About this task: Here are some records; return them all exactly.

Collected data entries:
//! # Reconciler
//!
//! Reconciliation of managed resources of any discovered kind.
//!
//! Each kind controller hands objects to [`reconcile`], which connects to the
//! Magento API with the object's ProviderConfig, picks the kind's adapter and
//! runs the [`ManagedReconciler`] state machine.

pub mod managed;
pub mod reconcile;
pub mod status;
pub mod types;

pub use managed::{ExternalObservation, ManagedReconciler, ReconcileOutcome};
pub use reconcile::reconcile;
pub use status::{persist_changes, KubeStatusWriter, StatusWriter};
pub use types::{BackoffState, BackoffStates, KindContext, Reconciler, ReconcilerError};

Result:
//! # Reconciler
//!
//! Reconciliation of managed resources of any discovered kind.
//!
//! Each kind controller hands objects to [`reconcile`], which connects to the
//! Magento API with the object's ProviderConfig, picks the kind's adapter and
//! runs the [`ManagedReconciler`] state machine.

pub mod managed;
pub mod reconcile;
pub mod status;
pub mod types;

pub use managed::{ExternalObservation, ManagedReconciler, ReconcileOutcome};
pub use reconcile::reconcile;
pub use status::{persist_changes, KubeStatusWriter, StatusWriter};
pub use types::{BackoffState, BackoffStates, KindContext, Reconciler, ReconcilerError};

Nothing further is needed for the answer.